# Task description
Would you please transcribe, exactly as written, the lines of the entries below starting at the one that holds "#[derive(Debug, Clone, PartialEq, Eq, Serialize)]" and ending at the one that holds "that cannot be", both included?

━━━━━━━━━━━━━━━━━━━━

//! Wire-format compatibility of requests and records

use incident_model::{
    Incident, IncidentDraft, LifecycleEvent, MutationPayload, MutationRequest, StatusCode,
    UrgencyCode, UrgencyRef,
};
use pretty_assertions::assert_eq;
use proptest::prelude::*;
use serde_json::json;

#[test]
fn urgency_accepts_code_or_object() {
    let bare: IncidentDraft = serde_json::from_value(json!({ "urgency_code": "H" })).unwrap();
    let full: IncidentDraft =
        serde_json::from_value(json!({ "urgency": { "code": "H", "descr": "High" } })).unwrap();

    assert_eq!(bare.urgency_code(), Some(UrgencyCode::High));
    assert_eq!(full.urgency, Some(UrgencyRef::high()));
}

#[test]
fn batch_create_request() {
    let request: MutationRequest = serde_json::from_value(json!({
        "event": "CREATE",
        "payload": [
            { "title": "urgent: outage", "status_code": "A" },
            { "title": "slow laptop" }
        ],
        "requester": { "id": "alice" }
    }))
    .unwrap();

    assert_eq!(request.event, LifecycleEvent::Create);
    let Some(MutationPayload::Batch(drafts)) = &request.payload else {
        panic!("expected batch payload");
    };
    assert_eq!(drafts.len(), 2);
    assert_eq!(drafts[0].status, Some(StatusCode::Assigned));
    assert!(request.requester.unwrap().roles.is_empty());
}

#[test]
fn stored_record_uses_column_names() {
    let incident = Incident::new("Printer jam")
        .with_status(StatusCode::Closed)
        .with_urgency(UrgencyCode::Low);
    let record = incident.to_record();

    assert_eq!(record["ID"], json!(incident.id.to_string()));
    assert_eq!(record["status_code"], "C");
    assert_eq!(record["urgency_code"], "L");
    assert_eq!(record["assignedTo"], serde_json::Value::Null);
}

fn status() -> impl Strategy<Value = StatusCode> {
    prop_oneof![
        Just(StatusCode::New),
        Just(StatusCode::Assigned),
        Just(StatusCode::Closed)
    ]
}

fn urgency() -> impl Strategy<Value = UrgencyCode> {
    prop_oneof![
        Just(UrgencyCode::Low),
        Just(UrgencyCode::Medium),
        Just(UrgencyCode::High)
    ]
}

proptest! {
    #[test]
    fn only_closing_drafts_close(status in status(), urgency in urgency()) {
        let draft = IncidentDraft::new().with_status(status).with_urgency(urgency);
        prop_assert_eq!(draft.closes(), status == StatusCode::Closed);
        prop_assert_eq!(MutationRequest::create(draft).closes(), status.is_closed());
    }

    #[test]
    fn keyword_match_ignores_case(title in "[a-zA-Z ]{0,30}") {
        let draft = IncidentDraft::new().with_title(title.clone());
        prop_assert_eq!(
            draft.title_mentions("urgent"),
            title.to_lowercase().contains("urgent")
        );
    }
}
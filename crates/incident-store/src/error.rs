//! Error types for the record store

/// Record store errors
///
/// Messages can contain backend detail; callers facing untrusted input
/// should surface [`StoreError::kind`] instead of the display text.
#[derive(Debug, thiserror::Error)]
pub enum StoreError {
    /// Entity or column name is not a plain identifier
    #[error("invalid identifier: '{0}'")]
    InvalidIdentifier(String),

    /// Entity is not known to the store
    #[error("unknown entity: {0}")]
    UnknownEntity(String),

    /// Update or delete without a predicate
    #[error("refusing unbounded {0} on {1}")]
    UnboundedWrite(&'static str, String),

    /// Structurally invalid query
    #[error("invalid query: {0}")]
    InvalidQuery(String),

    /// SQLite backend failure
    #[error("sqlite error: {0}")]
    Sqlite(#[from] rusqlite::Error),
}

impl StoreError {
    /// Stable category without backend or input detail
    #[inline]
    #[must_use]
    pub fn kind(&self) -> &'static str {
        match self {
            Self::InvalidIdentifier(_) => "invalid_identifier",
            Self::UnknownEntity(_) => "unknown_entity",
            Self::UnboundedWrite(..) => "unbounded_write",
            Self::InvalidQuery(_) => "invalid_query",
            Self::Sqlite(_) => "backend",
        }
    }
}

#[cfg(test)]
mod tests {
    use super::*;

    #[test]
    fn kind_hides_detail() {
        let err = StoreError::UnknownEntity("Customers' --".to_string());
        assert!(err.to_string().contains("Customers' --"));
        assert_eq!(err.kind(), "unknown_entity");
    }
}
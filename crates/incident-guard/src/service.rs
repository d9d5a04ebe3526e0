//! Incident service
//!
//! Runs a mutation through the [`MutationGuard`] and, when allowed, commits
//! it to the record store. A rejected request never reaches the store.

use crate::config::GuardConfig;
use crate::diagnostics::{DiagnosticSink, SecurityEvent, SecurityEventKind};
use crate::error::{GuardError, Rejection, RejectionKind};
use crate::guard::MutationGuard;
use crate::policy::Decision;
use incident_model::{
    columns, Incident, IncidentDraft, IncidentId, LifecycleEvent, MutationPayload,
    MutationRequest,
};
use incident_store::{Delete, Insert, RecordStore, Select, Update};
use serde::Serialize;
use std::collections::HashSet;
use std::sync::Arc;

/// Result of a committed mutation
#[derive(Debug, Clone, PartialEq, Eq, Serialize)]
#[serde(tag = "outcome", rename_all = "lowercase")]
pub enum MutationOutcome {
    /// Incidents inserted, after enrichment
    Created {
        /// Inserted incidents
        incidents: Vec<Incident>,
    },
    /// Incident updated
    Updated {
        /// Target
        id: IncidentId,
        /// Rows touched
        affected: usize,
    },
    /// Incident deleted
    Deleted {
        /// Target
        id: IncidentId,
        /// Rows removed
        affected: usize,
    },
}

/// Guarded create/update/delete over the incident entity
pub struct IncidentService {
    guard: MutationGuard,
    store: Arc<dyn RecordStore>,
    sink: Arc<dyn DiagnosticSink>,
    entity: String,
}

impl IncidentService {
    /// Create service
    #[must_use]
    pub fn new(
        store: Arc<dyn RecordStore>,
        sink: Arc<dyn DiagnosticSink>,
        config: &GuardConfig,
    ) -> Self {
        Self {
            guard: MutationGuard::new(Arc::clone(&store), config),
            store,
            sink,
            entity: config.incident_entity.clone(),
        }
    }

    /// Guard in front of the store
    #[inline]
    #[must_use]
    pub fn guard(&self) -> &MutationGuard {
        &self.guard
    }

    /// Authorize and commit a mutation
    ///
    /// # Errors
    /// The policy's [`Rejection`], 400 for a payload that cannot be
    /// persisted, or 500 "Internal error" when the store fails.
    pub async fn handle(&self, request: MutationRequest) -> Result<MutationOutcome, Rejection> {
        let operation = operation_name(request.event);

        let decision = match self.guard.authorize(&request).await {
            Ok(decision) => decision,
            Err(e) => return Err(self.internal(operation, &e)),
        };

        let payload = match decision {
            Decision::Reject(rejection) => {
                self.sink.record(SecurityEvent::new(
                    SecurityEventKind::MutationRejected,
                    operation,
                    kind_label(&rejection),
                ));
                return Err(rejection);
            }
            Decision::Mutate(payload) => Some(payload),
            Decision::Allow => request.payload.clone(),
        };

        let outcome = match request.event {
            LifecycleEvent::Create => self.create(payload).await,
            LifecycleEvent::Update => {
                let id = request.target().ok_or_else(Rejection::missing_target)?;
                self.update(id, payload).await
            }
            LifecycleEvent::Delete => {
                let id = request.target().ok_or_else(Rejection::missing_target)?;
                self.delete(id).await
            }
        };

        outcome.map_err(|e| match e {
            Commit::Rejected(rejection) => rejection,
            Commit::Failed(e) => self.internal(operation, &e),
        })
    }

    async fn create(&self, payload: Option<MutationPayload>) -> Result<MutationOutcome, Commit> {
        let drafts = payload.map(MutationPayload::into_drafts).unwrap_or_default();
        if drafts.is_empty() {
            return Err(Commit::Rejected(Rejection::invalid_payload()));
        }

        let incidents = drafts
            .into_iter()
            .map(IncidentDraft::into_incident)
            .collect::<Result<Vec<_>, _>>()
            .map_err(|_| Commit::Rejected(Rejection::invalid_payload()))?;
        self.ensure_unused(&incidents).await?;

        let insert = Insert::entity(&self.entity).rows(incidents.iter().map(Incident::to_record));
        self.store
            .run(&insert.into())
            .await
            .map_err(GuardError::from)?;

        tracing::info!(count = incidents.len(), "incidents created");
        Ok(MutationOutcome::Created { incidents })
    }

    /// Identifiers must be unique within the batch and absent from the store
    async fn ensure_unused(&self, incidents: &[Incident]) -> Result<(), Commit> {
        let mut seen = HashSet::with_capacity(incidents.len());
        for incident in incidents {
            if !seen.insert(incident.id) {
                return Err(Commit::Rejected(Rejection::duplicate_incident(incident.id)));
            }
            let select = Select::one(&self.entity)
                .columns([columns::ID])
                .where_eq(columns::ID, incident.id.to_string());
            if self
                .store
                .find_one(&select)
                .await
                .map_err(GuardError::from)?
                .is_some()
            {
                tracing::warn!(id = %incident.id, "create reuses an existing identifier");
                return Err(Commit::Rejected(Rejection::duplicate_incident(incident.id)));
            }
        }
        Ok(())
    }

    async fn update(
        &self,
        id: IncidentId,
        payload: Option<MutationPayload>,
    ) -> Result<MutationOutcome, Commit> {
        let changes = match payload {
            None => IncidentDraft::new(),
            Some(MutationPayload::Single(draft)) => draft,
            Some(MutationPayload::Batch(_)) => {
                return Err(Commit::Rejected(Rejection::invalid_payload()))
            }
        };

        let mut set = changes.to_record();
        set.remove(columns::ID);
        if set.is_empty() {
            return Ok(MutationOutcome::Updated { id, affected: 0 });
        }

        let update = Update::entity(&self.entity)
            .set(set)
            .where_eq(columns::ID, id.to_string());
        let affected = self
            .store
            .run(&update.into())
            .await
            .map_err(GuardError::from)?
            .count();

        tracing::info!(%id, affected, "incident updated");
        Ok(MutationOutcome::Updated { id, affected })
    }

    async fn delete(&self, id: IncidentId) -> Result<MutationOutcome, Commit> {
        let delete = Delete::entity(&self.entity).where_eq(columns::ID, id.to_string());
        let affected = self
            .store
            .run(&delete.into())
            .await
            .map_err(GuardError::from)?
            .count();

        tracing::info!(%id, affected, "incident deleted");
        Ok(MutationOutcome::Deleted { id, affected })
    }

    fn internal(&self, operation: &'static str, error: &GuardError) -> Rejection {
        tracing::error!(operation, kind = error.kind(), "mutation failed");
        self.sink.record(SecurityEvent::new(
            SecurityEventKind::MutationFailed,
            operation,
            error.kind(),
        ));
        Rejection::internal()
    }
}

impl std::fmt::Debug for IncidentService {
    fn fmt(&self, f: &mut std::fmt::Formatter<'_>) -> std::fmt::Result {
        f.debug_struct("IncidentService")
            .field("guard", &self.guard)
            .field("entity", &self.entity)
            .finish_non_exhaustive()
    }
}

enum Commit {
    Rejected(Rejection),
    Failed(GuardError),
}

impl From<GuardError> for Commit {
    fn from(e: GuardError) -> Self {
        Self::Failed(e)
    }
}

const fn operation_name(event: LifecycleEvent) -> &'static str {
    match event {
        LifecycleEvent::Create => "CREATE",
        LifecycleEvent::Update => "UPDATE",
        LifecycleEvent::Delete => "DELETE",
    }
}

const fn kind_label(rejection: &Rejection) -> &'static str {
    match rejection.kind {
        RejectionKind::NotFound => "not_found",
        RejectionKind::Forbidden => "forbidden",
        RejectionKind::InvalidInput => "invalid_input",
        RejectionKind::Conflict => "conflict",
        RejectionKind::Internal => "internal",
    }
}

━━━━━━━━━━━━━━━━━━━━

# Task output
#[derive(Debug, Clone, PartialEq, Eq, Serialize)]
#[serde(tag = "outcome", rename_all = "lowercase")]
pub enum MutationOutcome {
    /// Incidents inserted, after enrichment
    Created {
        /// Inserted incidents
        incidents: Vec<Incident>,
    },
    /// Incident updated
    Updated {
        /// Target
        id: IncidentId,
        /// Rows touched
        affected: usize,
    },
    /// Incident deleted
    Deleted {
        /// Target
        id: IncidentId,
        /// Rows removed
        affected: usize,
    },
}

/// Guarded create/update/delete over the incident entity
pub struct IncidentService {
    guard: MutationGuard,
    store: Arc<dyn RecordStore>,
    sink: Arc<dyn DiagnosticSink>,
    entity: String,
}

impl IncidentService {
    /// Create service
    #[must_use]
    pub fn new(
        store: Arc<dyn RecordStore>,
        sink: Arc<dyn DiagnosticSink>,
        config: &GuardConfig,
    ) -> Self {
        Self {
            guard: MutationGuard::new(Arc::clone(&store), config),
            store,
            sink,
            entity: config.incident_entity.clone(),
        }
    }

    /// Guard in front of the store
    #[inline]
    #[must_use]
    pub fn guard(&self) -> &MutationGuard {
        &self.guard
    }

    /// Authorize and commit a mutation
    ///
    /// # Errors
    /// The policy's [`Rejection`], 400 for a payload that cannot be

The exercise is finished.